[SOLVED] C - assigment makes integer from pointer without a cast warning

[usernamer]

I know it's a common error, and I've tried googling it, looked at a bunch of answers, but I still don't really get what to do in this situation....
Here's the relevant code:

Code:

#include <stdio.h>
#include <stdlib.h>
#include <string.h>

int main( int argc, char *argv[] )
{
    char path[51];
    const char* home = getenv( "HOME" );

    strcpy( path, argv[1] );

    path[1] = home;

    return 0;
}

-- there is more code in the blank lines, but the issue's not there (I'm fairly sure), so didn't see the point in writing out 100 odd lines of code.
I've tried some stuff like trying to make a pointer to path[1], and make that = home, but haven't managed to make that work (although maybe that's just me doing it wrong as opposed to wrong idea?)

Thanks in advance for any help

[r-senior]

path[1] is the second element of a char array, so it's a char. home is a char *, i.e. a pointer to a char.

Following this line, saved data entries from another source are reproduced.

pub mod aead;
pub mod kem;
pub mod hybrid;

pub use aead::{AeadError, AeadScheme, SymmetricKey};
pub use kem::{KemError, KemKeyPair, KemParams, KemSuite, SharedSecret};
pub use hybrid::{combine_payload_key, HybridKeys, HybridSuite};
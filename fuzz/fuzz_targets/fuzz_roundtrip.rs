#![no_main]
use libfuzzer_sys::fuzz_target;
use pqvpn_crypto::Registry;
use rand::SeedableRng;
use rand_chacha::ChaCha20Rng;

fuzz_target!(|data: &[u8]| {
    if data.is_empty() {
        return;
    }

    // First byte selects the algorithm, the rest is the plaintext
    let entries = Registry::builtin().entries();
    let entry = &entries[data[0] as usize % entries.len()];
    let plaintext = &data[1..];

    let mut rng = ChaCha20Rng::from_seed([data[0]; 32]);
    let result = Registry::builtin()
        .test_algorithm_with_rng(&entry.descriptor.name, plaintext, &mut rng)
        .expect("registered algorithm must not fail fatally");

    assert!(result.decryption_succeeded, "round-trip failed");
    assert_eq!(
        result.serialized_ciphertext.len(),
        entry.suite.layout().serialized_len(plaintext.len())
    );
});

You get the warning because you try to assign a char* to a char.

Note also the potential to overflow your buffer if the content of the argv[1] argument is very long. It's usually better to use strncpy.

[Christmas]

You can try something like this:

Code:

#include <stdio.h>
#include <stdlib.h>
#include <string.h>

int main( int argc, char *argv[] )
{
  char *path;
  const char *home = getenv("HOME");

  path = malloc(strlen(home) + 1);
  if (!path) {
    printf("Error\n");
    return 0;
  }
  strcpy(path, home);
  printf("path = %s\n", path);

  // if you want to have argv[1] concatenated with path
  if (argc >= 2) {
    path = malloc(strlen(home) + strlen(argv[1]) + 1);
    strcpy(path, argv[1]);
    strcat(path, home);
    printf("%s\n", path);
  }

  // if you want an array of strings, each containing path, argv[1]...
  char **array;
  int i;

  array = malloc(argc * sizeof(char*));

  array[0] = malloc(strlen(home) + 1);
  strcpy(array[0], home);
  printf("array[0] = %s\n", array[0]);

  for (i = 1; i < argc; i++) {
    array[i] = malloc(strlen(argv[i]) + 1);
    strcpy(array[i], argv[i]);
    printf("array[%d] = %s\n", i, array[i]);
  }
  // now array[i] will hold path and all the argv strings

  return 0;
}

Just as above, your path[51] is a string while path[1] is only a character, so you can't use strcpy for that.

[usernamer]

You can try something like this:

Code:

#include <stdio.h>
#include <stdlib.h>
#include <string.h>

int main( int argc, char *argv[] )
{
  char *path;
  const char *home = getenv("HOME");

  path = malloc(strlen(home) + 1);
  if (!path) {
    printf("Error\n");
    return 0;
  }
  strcpy(path, home);
  printf("path = %s\n", path);

  // if you want to have argv[1] concatenated with path
  if (argc >= 2) {
    path = malloc(strlen(home) + strlen(argv[1]) + 1);
    strcpy(path, argv[1]);
    strcat(path, home);
    printf("%s\n", path);
  }

  // if you want an array of strings, each containing path, argv[1]...
  char **array;
  int i;

  array = malloc(argc * sizeof(char*));

  array[0] = malloc(strlen(home) + 1);
  strcpy(array[0], home);
  printf("array[0] = %s\n", array[0]);

  for (i = 1; i < argc; i++) {
    array[i] = malloc(strlen(argv[i]) + 1);
    strcpy(array[i], argv[i]);
    printf("array[%d] = %s\n", i, array[i]);
  }
  // now array[i] will hold path and all the argv strings

  return 0;
}

Just as above, your path[51] is a string while path[1] is only a character, so you can't use strcpy for that.

Excellent point. I've basically fixed my problem by reading up on pointers again (haven't done any C for a little while, so forgot some stuff), and doing:

Code:

path[1] = *home;

the code doesn't moan at me when I compile it, and it runs okay (for paths which aren't close to 51 at least), but after reading what you read, I just wrote a quick program and found out that getenv("HOME") is 10 characters long, not 1 like I seem to have assumed, so I'll modify my code to fix that.

[Christmas]

Yes, getenv will return the path to your home dir, for example /home/user, but path[1] = *home will still assign the first character of home to path[1] (which would be '/').